• **REQUIRED ACTION**: Give the count of lines in the entries that include "limit", and write nothing besides it.

Stored data
____________________
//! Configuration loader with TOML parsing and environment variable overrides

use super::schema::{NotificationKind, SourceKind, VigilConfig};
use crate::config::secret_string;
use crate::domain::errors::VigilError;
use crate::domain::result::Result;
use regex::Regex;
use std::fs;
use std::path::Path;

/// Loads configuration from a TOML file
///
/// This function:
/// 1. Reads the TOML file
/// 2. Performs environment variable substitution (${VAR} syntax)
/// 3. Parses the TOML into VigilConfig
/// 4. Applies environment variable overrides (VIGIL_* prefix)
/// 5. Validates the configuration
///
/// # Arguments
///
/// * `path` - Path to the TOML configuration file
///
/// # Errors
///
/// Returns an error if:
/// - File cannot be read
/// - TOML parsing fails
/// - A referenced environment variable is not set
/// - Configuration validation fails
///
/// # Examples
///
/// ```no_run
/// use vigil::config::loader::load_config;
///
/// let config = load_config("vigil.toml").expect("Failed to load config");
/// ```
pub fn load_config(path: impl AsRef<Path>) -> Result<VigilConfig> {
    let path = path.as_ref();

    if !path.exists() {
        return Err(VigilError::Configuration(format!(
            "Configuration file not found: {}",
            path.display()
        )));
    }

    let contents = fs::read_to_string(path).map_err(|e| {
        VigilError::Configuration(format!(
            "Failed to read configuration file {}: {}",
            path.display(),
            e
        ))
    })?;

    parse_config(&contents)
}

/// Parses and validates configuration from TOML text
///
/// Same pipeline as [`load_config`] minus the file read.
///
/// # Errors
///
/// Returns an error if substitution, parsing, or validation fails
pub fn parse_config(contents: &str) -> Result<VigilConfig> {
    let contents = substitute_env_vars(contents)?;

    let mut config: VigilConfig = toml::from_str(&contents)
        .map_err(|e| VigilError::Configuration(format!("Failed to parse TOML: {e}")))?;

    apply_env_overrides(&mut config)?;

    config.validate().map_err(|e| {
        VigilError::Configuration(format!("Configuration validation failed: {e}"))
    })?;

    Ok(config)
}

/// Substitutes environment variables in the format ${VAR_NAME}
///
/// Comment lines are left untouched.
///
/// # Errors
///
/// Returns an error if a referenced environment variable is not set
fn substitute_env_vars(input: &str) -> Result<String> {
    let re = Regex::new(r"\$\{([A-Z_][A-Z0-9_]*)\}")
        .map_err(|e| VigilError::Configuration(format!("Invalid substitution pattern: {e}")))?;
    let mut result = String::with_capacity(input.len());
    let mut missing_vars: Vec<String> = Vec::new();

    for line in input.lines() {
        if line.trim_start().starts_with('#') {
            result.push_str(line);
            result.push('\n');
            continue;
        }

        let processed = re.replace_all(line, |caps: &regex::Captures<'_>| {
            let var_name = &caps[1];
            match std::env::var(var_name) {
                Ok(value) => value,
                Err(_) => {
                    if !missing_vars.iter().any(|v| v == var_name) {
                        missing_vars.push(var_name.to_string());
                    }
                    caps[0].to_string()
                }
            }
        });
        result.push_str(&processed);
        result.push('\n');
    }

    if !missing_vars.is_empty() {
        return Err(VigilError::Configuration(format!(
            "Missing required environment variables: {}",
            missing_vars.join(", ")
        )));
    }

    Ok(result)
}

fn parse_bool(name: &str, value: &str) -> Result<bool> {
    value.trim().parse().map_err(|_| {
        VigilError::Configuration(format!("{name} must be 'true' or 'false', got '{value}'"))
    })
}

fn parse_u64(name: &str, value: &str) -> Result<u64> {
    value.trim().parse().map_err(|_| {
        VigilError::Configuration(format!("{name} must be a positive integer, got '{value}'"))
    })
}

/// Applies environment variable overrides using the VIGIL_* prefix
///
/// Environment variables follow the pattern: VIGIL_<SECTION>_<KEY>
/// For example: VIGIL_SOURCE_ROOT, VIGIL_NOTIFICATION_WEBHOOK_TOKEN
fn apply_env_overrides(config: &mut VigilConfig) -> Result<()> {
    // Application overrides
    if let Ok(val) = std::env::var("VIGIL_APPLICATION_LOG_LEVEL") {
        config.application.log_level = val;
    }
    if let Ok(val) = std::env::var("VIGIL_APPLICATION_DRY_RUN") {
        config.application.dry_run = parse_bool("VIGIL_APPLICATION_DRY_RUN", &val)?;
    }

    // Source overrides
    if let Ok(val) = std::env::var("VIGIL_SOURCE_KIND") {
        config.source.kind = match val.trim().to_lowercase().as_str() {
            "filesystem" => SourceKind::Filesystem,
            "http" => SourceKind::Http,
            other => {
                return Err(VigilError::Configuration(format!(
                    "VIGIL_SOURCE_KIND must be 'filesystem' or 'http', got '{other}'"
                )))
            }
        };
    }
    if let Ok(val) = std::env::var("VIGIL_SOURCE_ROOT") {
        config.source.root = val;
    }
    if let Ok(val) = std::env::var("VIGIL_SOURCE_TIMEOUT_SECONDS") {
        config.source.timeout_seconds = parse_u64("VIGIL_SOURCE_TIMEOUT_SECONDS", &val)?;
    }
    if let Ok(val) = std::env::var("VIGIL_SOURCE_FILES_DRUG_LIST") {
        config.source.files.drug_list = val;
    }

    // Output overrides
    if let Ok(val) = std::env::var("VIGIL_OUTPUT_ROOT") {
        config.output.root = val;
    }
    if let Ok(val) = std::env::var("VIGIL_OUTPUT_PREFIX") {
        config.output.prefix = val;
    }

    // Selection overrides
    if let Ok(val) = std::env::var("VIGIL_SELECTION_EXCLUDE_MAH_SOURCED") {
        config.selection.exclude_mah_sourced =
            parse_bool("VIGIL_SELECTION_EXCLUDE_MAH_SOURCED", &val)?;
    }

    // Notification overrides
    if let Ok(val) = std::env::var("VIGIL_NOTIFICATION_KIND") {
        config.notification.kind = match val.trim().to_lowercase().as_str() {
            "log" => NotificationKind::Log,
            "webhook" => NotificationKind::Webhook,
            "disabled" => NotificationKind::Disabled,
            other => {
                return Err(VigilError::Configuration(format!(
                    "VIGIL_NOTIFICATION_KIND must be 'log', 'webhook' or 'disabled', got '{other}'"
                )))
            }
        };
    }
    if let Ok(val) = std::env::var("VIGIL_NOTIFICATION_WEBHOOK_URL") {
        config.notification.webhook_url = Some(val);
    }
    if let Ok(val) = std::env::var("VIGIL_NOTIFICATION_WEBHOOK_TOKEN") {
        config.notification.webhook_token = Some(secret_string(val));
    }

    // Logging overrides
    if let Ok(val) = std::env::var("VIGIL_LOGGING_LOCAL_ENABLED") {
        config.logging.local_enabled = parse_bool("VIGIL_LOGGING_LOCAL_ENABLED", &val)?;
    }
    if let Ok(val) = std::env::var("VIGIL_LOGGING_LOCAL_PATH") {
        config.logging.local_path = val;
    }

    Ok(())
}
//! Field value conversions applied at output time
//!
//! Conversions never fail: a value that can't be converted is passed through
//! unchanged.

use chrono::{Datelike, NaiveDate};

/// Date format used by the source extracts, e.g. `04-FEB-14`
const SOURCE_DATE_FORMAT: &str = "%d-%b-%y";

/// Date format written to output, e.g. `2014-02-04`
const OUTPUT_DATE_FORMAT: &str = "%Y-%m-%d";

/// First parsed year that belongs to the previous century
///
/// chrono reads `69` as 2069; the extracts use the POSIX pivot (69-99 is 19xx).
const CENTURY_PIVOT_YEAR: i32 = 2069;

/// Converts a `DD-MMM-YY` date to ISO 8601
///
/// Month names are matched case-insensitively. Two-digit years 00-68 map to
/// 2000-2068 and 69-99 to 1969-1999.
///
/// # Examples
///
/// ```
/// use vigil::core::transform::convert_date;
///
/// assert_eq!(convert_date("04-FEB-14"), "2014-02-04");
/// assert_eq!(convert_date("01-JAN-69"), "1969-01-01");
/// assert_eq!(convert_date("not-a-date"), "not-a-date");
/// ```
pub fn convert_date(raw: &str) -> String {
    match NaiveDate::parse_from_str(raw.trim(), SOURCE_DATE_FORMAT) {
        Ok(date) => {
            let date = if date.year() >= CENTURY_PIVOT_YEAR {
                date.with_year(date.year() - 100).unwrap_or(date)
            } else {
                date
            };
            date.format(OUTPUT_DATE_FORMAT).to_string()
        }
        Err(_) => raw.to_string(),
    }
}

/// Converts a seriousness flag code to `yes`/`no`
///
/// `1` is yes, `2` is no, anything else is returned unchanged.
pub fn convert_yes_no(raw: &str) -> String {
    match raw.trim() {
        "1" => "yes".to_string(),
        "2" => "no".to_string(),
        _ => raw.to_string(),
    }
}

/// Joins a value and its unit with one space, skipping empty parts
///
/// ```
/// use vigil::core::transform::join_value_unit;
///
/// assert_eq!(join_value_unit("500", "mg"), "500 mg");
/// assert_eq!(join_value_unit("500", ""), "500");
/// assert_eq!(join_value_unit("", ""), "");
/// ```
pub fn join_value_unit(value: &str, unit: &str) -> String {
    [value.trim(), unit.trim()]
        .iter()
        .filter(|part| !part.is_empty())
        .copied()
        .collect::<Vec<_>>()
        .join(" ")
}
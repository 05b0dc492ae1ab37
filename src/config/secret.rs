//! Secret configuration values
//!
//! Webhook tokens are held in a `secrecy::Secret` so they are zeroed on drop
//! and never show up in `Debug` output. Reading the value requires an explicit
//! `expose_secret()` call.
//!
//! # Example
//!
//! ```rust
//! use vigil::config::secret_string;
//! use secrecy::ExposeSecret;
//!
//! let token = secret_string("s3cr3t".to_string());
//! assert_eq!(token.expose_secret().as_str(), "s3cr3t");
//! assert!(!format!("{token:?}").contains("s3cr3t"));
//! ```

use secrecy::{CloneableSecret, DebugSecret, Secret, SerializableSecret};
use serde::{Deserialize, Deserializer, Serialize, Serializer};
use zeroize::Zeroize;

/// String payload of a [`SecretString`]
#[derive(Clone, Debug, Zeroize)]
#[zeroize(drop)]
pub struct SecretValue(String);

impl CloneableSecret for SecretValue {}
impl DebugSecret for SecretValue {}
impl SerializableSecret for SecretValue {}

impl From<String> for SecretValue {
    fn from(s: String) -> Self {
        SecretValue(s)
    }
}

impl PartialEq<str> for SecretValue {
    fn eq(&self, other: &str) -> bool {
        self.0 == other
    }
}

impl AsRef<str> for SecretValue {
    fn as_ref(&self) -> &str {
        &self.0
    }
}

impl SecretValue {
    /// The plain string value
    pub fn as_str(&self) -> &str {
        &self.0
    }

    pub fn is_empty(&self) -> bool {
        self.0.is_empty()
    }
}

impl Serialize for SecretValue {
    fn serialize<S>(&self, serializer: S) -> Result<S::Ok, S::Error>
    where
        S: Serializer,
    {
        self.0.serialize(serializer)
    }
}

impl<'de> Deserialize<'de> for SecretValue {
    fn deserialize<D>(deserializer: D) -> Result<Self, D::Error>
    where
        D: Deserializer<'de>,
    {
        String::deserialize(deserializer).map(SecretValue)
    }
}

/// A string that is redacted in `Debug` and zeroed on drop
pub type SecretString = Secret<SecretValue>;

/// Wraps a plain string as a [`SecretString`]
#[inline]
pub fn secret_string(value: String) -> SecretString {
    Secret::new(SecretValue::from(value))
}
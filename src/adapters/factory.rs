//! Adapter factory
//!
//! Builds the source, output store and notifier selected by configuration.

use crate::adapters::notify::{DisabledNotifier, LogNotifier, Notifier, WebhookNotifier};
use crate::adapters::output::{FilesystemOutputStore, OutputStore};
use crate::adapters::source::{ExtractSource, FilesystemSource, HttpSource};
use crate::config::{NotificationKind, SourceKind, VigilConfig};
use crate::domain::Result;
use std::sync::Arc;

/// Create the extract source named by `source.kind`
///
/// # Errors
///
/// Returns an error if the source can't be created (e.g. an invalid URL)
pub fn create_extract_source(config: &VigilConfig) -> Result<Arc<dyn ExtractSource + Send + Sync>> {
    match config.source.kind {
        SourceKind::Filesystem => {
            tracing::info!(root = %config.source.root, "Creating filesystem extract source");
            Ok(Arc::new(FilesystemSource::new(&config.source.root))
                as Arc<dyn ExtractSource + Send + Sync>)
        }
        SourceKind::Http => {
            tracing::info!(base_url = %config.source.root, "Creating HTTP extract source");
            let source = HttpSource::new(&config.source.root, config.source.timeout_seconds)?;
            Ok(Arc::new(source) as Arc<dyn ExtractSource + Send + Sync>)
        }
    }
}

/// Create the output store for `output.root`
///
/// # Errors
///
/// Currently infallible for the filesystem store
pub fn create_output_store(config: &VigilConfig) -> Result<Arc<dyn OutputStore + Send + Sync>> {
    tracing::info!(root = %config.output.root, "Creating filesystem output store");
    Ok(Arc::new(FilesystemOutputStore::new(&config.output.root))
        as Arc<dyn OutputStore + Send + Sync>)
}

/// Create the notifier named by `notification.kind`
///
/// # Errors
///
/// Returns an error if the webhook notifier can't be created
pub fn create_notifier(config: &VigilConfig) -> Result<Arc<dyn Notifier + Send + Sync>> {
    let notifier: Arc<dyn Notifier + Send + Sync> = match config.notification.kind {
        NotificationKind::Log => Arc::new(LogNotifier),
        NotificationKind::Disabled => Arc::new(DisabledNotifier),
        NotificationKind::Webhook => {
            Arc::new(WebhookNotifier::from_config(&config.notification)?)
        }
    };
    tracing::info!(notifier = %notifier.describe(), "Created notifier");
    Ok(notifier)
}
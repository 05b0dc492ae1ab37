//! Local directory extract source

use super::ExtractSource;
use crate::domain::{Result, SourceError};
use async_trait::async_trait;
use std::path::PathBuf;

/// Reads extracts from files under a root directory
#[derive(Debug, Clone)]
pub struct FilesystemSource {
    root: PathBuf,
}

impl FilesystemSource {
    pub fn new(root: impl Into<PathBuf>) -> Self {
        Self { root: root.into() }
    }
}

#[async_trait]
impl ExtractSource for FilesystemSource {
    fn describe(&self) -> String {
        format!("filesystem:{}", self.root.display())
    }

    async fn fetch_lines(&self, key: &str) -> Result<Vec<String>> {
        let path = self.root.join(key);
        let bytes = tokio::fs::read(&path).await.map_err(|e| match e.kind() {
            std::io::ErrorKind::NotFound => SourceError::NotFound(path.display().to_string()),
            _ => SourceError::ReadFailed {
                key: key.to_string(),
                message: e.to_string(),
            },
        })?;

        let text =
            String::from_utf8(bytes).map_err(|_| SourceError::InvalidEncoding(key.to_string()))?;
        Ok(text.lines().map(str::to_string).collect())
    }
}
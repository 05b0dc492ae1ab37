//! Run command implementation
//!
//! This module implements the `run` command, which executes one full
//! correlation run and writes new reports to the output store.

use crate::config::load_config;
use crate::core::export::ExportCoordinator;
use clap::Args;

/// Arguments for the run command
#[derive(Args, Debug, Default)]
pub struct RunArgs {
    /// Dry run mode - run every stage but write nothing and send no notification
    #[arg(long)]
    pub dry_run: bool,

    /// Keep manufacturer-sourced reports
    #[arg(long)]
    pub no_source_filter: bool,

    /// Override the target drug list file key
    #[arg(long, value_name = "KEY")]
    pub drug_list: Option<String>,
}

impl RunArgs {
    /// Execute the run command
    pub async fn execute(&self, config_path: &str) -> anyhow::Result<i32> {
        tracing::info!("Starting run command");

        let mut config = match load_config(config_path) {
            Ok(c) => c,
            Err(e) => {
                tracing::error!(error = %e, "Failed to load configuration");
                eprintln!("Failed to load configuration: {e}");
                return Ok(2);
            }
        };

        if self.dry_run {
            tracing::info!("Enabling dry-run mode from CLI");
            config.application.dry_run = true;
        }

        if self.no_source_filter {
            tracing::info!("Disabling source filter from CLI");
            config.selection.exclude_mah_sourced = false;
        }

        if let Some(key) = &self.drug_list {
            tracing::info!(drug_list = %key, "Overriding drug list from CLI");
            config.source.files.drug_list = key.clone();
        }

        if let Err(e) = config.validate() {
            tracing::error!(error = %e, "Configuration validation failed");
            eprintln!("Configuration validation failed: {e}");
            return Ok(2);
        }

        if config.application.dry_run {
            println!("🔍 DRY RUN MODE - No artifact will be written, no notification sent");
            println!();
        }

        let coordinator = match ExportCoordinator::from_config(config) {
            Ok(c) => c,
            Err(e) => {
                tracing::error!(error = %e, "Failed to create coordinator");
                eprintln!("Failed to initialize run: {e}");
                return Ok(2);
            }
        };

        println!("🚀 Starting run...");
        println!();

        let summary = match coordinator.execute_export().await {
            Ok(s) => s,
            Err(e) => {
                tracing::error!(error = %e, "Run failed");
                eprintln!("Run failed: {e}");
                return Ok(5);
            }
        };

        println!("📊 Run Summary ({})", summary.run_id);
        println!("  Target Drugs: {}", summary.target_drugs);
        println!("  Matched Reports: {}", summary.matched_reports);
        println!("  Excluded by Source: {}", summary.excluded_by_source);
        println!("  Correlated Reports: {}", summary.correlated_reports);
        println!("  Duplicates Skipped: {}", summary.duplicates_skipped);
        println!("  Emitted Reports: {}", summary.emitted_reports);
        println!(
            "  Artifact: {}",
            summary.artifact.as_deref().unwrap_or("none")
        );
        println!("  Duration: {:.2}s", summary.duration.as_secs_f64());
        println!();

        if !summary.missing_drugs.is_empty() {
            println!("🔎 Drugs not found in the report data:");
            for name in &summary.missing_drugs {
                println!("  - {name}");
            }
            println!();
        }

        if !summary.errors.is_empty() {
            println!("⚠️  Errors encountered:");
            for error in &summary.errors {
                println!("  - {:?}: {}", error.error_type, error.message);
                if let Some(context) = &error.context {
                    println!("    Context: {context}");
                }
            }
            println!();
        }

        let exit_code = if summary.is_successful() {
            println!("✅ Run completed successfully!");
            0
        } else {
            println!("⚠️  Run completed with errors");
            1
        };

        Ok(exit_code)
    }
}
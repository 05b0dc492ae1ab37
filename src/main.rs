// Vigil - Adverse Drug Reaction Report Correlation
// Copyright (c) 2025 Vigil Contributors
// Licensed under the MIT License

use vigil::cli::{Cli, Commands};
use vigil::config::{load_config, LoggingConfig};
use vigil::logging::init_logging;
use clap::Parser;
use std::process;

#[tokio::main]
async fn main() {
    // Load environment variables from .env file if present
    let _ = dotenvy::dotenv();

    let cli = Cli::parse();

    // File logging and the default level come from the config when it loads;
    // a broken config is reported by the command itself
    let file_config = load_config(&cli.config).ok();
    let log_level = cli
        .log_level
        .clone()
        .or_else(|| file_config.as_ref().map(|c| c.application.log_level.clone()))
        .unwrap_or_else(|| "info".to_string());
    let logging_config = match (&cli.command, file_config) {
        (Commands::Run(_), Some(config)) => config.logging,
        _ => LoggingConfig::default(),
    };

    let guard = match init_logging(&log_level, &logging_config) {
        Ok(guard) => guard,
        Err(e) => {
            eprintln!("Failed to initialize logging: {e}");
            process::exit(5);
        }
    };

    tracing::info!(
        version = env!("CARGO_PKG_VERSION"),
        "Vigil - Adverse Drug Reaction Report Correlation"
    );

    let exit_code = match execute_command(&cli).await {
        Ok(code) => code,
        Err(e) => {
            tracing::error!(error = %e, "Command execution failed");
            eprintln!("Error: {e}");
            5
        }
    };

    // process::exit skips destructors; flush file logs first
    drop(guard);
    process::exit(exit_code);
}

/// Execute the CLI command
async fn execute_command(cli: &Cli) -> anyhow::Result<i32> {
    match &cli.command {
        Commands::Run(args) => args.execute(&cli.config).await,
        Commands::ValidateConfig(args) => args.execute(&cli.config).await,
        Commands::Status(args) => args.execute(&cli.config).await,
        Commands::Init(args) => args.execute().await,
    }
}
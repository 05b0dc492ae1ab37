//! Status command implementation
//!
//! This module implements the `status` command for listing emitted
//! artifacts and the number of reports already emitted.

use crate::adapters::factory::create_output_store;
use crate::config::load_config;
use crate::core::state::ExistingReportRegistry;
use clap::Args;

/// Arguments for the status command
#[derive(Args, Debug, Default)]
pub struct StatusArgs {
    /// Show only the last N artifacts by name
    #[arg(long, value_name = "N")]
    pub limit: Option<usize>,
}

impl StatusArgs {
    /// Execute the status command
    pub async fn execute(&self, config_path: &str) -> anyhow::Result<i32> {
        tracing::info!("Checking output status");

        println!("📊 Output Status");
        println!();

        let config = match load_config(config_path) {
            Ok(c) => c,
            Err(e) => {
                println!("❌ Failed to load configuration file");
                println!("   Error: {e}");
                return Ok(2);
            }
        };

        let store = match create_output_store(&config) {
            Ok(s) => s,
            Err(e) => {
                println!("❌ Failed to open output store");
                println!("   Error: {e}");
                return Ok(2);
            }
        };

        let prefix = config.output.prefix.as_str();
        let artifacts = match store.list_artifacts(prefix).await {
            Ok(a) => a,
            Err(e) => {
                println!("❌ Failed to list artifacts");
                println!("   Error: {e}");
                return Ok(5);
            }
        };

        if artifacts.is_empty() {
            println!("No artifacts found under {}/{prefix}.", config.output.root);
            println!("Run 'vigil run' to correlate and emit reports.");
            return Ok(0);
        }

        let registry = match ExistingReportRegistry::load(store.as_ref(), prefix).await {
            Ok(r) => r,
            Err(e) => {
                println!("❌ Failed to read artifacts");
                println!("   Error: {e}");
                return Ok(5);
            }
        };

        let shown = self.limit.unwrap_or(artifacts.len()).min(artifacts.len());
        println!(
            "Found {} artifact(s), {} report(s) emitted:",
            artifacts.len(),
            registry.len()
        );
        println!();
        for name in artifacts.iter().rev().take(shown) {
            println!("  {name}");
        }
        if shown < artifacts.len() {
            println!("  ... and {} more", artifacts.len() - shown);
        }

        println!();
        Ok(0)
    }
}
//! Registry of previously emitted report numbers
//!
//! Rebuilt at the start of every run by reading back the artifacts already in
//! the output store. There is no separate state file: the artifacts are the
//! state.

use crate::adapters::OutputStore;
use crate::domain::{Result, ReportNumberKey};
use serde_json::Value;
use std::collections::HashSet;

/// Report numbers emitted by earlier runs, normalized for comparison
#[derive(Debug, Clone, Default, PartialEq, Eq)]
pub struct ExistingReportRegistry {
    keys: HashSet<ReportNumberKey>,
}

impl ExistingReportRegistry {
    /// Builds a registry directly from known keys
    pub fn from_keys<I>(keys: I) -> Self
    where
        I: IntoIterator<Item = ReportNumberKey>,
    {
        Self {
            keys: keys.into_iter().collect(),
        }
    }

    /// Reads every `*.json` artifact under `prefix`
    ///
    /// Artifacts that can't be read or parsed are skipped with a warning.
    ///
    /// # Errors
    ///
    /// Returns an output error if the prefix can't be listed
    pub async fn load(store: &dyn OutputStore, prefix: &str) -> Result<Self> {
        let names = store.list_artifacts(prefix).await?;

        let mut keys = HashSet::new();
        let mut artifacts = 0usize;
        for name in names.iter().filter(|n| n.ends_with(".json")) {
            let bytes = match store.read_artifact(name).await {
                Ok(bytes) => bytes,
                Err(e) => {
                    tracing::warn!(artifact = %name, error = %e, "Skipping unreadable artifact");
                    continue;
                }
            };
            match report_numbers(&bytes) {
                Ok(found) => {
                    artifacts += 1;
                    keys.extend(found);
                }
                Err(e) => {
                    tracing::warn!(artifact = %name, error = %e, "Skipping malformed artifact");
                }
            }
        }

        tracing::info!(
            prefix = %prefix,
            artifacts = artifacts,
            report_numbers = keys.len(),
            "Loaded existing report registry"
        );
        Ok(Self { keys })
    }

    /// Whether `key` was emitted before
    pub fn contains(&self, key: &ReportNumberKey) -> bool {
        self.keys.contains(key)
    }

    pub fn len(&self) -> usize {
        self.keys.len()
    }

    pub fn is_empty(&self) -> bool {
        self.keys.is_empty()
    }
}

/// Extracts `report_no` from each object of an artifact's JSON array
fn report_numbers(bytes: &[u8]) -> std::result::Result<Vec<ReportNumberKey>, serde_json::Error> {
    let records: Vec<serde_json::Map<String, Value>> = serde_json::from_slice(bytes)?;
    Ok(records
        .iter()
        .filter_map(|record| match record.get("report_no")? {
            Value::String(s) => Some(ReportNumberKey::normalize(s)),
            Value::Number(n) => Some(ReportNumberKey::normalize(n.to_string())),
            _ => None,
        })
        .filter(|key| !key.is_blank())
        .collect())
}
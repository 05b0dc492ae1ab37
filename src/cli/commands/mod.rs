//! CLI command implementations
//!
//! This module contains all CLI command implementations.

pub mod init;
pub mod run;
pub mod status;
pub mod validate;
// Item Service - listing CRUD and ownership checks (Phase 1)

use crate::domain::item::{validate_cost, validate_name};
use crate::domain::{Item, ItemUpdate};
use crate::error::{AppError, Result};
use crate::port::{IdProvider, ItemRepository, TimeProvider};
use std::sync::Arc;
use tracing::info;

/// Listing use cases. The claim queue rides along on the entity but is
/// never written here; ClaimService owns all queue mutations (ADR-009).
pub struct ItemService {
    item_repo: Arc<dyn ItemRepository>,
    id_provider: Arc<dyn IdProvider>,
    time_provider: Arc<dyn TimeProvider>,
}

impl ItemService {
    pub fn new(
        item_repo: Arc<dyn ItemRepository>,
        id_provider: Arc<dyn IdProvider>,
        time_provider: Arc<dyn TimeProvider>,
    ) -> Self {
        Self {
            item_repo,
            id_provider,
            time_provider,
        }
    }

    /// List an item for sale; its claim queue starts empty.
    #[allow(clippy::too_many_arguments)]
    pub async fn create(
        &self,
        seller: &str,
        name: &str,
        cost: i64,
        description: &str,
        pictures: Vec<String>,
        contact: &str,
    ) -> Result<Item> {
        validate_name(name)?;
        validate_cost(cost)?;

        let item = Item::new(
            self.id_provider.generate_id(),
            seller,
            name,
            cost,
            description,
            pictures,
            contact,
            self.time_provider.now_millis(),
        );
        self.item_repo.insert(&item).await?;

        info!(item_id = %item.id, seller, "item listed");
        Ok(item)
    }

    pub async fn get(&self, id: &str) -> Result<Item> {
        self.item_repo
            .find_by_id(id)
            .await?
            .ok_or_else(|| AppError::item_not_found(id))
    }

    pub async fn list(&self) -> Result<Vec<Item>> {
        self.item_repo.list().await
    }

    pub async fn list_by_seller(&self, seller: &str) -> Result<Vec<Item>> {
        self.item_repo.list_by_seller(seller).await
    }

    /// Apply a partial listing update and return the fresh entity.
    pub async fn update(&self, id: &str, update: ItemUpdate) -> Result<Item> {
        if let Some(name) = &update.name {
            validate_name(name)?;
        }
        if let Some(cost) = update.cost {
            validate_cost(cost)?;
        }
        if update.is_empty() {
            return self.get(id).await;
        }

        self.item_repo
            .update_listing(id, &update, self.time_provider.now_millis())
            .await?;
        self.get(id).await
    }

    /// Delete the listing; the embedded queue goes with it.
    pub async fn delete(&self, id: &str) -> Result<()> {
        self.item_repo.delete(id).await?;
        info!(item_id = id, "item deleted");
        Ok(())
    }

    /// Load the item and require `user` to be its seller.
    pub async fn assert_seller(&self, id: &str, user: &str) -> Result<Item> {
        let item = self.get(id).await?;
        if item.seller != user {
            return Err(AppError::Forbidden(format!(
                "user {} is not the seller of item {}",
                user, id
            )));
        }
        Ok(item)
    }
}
____________________
• **REPLY**: 2